In the entries that follow, find the line containing "pub struct Prompt<R, W>"; from there, copy every line exactly through the line containing "end of input".
*** Begin section ***
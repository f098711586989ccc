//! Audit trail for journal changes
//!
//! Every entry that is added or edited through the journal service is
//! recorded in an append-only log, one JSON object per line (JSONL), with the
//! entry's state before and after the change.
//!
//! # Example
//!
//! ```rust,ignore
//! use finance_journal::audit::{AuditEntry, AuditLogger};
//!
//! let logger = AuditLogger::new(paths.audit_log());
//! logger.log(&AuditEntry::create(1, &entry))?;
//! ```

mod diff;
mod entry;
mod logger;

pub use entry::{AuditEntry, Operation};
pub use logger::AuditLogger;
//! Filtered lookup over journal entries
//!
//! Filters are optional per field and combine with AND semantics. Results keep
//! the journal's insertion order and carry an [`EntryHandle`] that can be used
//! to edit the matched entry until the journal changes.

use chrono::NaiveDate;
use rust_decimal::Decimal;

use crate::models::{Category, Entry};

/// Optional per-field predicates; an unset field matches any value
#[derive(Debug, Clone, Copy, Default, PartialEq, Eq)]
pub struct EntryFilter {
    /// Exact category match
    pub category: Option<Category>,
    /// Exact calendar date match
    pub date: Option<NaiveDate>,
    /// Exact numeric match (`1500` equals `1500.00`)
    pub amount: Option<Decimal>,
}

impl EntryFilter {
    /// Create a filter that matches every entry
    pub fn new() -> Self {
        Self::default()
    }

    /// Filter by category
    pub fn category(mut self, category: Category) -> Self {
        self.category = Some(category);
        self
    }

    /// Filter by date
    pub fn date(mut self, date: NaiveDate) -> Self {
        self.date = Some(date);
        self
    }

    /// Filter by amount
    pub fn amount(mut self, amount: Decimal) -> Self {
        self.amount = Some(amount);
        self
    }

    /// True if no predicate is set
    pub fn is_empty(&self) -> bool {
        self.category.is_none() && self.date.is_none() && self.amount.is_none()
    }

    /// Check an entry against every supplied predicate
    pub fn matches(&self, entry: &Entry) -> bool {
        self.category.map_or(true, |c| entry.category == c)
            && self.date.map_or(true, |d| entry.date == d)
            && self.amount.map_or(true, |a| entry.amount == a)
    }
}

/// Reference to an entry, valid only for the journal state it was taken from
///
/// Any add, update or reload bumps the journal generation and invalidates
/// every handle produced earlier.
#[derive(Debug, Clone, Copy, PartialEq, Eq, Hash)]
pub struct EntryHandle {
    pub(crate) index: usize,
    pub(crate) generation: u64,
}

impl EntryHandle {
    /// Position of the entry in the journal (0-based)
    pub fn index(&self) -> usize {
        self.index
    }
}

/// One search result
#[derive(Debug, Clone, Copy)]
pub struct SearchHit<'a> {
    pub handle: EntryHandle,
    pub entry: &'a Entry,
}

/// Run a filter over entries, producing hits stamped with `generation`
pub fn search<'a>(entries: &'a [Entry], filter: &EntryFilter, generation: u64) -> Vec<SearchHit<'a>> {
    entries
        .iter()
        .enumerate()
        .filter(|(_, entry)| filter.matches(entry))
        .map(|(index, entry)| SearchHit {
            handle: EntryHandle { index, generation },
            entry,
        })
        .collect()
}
*** End section ***
*** Begin section ***
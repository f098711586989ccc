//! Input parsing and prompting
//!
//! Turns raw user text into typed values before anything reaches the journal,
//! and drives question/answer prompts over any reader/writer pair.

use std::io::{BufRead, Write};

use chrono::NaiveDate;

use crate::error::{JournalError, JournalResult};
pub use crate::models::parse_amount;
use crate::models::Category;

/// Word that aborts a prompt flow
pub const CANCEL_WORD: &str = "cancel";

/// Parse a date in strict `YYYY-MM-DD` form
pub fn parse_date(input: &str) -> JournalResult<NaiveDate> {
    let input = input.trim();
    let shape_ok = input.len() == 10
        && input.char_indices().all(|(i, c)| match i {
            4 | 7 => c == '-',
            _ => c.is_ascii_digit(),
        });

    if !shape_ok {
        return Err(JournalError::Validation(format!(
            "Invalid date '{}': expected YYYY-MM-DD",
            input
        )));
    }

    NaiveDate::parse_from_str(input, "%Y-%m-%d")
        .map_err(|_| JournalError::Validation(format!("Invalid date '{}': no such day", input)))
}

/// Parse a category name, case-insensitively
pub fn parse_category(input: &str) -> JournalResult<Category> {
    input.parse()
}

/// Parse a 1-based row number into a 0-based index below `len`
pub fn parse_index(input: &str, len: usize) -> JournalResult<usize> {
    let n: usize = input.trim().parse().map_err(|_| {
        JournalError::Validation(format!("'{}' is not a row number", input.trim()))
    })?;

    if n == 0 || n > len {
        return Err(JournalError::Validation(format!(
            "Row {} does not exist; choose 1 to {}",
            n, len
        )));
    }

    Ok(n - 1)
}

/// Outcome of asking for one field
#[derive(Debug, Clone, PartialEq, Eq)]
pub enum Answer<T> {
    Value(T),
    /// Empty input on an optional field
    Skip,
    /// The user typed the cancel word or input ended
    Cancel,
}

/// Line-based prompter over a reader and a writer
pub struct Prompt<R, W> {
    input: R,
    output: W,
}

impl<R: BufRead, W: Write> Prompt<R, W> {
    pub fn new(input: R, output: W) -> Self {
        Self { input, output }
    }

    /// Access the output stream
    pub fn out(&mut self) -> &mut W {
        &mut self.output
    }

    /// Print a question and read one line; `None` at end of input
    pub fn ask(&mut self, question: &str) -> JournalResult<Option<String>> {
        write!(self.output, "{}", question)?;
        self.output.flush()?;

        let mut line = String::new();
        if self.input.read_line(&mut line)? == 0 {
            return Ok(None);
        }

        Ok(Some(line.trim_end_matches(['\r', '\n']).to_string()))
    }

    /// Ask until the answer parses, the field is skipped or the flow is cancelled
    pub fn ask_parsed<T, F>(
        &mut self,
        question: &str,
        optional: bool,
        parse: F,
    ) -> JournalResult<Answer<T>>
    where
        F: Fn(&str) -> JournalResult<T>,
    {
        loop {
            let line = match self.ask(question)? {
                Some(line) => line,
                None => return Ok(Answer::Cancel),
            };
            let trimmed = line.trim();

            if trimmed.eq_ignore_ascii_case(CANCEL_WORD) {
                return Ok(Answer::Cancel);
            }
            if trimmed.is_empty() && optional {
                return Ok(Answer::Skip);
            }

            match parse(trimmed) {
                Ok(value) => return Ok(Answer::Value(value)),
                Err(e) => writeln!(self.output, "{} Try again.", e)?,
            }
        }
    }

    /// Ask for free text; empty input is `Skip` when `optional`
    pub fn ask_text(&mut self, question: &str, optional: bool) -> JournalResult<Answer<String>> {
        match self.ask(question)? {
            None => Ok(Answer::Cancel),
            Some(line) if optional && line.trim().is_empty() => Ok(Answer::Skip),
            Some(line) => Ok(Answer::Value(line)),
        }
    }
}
*** End section ***
*** Begin section ***
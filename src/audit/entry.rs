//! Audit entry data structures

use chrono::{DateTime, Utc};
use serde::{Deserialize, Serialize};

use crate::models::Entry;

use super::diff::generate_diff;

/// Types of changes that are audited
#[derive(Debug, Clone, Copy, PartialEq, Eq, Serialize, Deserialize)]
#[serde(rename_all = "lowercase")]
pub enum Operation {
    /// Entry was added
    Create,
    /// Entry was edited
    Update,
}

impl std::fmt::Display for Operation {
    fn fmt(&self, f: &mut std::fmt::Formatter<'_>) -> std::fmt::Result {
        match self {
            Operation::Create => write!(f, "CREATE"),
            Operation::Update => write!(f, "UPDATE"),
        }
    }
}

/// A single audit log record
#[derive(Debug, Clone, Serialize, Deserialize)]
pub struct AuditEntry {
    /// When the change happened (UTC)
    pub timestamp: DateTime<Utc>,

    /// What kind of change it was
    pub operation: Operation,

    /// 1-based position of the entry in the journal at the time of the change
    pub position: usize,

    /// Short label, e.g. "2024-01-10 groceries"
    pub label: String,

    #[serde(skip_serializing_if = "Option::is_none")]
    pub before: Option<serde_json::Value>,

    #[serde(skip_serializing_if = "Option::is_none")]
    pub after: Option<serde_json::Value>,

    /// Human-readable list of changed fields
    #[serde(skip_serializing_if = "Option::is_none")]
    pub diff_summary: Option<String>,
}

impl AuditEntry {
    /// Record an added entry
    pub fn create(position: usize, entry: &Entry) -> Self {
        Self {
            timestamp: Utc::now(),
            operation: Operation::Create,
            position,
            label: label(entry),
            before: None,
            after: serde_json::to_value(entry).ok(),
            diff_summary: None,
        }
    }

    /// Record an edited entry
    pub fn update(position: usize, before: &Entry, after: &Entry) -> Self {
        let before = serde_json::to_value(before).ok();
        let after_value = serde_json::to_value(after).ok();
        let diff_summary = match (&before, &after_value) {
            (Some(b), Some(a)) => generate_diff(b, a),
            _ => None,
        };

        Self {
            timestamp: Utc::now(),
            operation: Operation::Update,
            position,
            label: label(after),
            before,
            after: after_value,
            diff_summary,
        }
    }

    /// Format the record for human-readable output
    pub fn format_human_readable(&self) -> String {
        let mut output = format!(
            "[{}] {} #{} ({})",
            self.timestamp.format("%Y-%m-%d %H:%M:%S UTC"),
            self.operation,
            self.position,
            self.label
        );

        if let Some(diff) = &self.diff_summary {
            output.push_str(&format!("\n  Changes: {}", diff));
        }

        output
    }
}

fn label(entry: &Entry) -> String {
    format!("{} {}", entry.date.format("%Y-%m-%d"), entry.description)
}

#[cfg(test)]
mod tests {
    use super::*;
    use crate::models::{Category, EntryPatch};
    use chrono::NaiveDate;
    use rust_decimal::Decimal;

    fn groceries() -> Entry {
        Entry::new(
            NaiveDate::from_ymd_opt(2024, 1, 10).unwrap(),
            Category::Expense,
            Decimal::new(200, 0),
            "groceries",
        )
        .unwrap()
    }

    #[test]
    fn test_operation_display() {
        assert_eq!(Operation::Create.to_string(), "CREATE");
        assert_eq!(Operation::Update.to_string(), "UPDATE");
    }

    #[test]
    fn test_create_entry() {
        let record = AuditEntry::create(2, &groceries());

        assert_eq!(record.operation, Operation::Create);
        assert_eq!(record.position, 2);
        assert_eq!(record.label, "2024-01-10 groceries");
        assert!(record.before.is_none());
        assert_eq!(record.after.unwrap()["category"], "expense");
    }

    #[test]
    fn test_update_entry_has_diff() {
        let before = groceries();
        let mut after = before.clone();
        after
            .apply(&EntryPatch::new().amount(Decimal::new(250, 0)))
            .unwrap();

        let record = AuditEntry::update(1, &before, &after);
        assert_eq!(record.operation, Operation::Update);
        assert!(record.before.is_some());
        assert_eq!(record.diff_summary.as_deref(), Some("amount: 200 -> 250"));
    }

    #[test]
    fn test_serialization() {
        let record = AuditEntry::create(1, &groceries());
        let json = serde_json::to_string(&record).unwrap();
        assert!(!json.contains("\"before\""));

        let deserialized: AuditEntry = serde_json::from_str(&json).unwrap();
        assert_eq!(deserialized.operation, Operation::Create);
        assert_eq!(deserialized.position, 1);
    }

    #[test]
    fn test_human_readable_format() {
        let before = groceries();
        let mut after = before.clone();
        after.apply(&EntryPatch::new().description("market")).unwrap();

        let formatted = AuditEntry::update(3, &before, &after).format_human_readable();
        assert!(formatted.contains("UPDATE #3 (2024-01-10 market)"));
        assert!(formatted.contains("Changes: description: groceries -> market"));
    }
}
*** End section ***
### Response for this exercise
pub struct Prompt<R, W> {
    input: R,
    output: W,
}

impl<R: BufRead, W: Write> Prompt<R, W> {
    pub fn new(input: R, output: W) -> Self {
        Self { input, output }
    }

    /// Access the output stream
    pub fn out(&mut self) -> &mut W {
        &mut self.output
    }

    /// Print a question and read one line; `None` at end of input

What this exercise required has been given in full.